Teríamos outras sugestões de nomes para outros grupos, mas daí é outra história. A SEBA faz mais estragos à locução Direitos Animais pelo status de Secretaria municipal, com trabalho em escolas e locais públicos. Nestes locais, as pessoas estão “aprendendo” que direitos animais é levar o bem estar e o controle populacional de cães e gatos. Animais são cães, gatos e, às vezes, cavalos.

A grande surpresa é saber que a SEBA promove ações dentro do Acampamento Farroupilha, onde se impetram, num mesmo local, os maiores atentados aos direitos animais: confinados, expostos ao estresse da visitação constante por um longo mês, escolares de dia, bailes de noite, cadáveres sendo assados constantemente,  rodeios e a novidade do ano: uma minifazendinha. Em 100 m2, cavalos, ovelhas, pobres vacas leiteiras, assistem inertes à divulgação dos projetos Bicho Amigo e Adote um Cavalo e são visitados por 50 alunos por turno. Não que ambos os projetos não sejam importantes e valiosos, mas a contradição está no ar, tanto quanto a música gaudéria, e algumas facas voadoras que já fizeram também uma vítima humana nesta edição.

Para quem não é do sul, Acampamento Farroupilha é a instalação, em um parque no Centro (sic!) da cidade, de centenas de casas de costaneira (casca de pinheiro), chamadas piquetes, ao redor e dentro dos quais se tenta reproduzir a vida no campo. Alguns chamam de Disneylândia dos pampas. Tentar ainda é um verbo forte para o que acontece ali. Nunca se viu um campo com casas grudadas umas nas outras, com índice populacional de shoppings, música alta constante e muita gente desempregada ou de férias ou dando expediente no local. Na verdade, mais parece com um megarrodeio texano. Mas não. Trata-se da celebração da data de 20 de setembro, quando o Rio Grande do Sul saiu derrotado da chamada Guerra dos Farrapos.

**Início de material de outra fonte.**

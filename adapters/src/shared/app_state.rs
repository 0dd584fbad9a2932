use std::sync::Arc;

use pictrim_application::infrastructure_config::Config;
use pictrim_application::ports::incoming::process::ProcessImageUseCase;

#[derive(Clone)]
pub struct AppState {
    pub config: Arc<Config>,
    pub process_image_service: Arc<dyn ProcessImageUseCase + Send + Sync>,
}

impl AppState {
    #[must_use]
    pub fn new(
        config: Arc<Config>,
        process_image_service: Arc<dyn ProcessImageUseCase + Send + Sync>,
    ) -> Self {
        Self {
            config,
            process_image_service,
        }
    }
}
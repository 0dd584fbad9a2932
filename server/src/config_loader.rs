use std::fs;
use std::path::Path;

use figment::{
    Figment,
    providers::{Env, Format, Json, Serialized, Toml},
};
use tracing::info;

use pictrim_application::error::{AppError, AppResult};
use pictrim_application::infrastructure_config::Config;

const TOML_FILE: &str = "config.toml";
const JSON_FILE: &str = "config.json";
const ENV_PREFIX: &str = "PICTRIM_";

pub fn load_config() -> AppResult<Config> {
    bootstrap_env_file()?;

    let config: Config = layered().extract().map_err(|e| AppError::ConfigError {
        message: format!("Failed to load configuration: {e}"),
    })?;

    config.validate()?;
    Ok(config)
}

/// Defaults, then `config.toml`, then `config.json`, then `PICTRIM_*`
/// environment variables with `__` separating nested keys. Later layers win.
fn layered() -> Figment {
    let mut figment = Figment::from(Serialized::defaults(Config::default()));

    if Path::new(TOML_FILE).exists() {
        figment = figment.merge(Toml::file(TOML_FILE));
    }
    if Path::new(JSON_FILE).exists() {
        figment = figment.merge(Json::file(JSON_FILE));
    }

    figment.merge(Env::prefixed(ENV_PREFIX).split("__"))
}

/// First-run convenience: seed `.env` from the checked-in template so the
/// token has an obvious home. `.env` itself stays gitignored.
fn bootstrap_env_file() -> AppResult<()> {
    let example = Path::new(".env.example");
    if Path::new(".env").exists() || !example.exists() {
        return Ok(());
    }

    fs::copy(example, ".env").map_err(|e| AppError::ConfigError {
        message: format!("Could not seed .env from .env.example: {e}"),
    })?;

    info!("Seeded .env from .env.example; set PICTRIM_AUTH__API_TOKEN before exposing the service");
    Ok(())
}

A pergunta sobre por que comemoram uma derrota fica para psicanalistas. O certo é que, para alguns, ali se aprende e se cultua o tradicionalismo, um bairrismo alicerçado na assustadora palavra tradição. (Ninguém lembra de acusar o Acampamento de falta do que fazer, como se faz com  o carnaval, ainda que o Acampamento dure muito mais tempo.) Entre os organizadores e seus apoiadores, a palavra tradição é repetida à exaustão. Para os frequentadores em busca de atender as ordens da mídia, é só mais uma festa em que se tem a chance de beliscar gratuitamente uma amostra de churrasco aqui e ali, uma possibilidade de beber bastante, casar no baile e ver o tempo passar.

Para os animais, bem, aí é que a porca torce o rabo. Os animais estão na sua máxima condição de escravos. (Aqui, porém, finalmente, uma coerência. Os farrapos nunca ligaram muito para escravos, tanto é que a elite pecuarista, que levou adiante tal revolução, prometeu alforria a seus escravos em troca de lutarem à frente dos pelotões de brancos, armados apenas com lanças, o que resultou na óbvia morte da maior parte deles em combate, apenas sonhando com a futura liberdade.)

Ao se instalar no Acampamento, sem emitir crítica ao que ali acontece em termos de atentado aos direitos animais, muito pelo contrário, incorporando-se ao evento, a SEBA comprova a sua vocação original que em nada se coaduna com o nome que leva. E uma Secretaria Bem-Estarista, sequer Neo-bem-estarista é.

Carregasse seu verdadeiro nome e não prestasse um desserviço conceitual à causa dos Direitos Animais, vá lá que fizesse o seu trabalho de bem estar animal, ações que existem nesta cidade, desde que fundada a Sociedade de Proteção Animal no século passado, com equivalentes objetivos.

Como se vê, sempre é bom duvidar de quem se pretende à frente dos demais quando se autonomeia.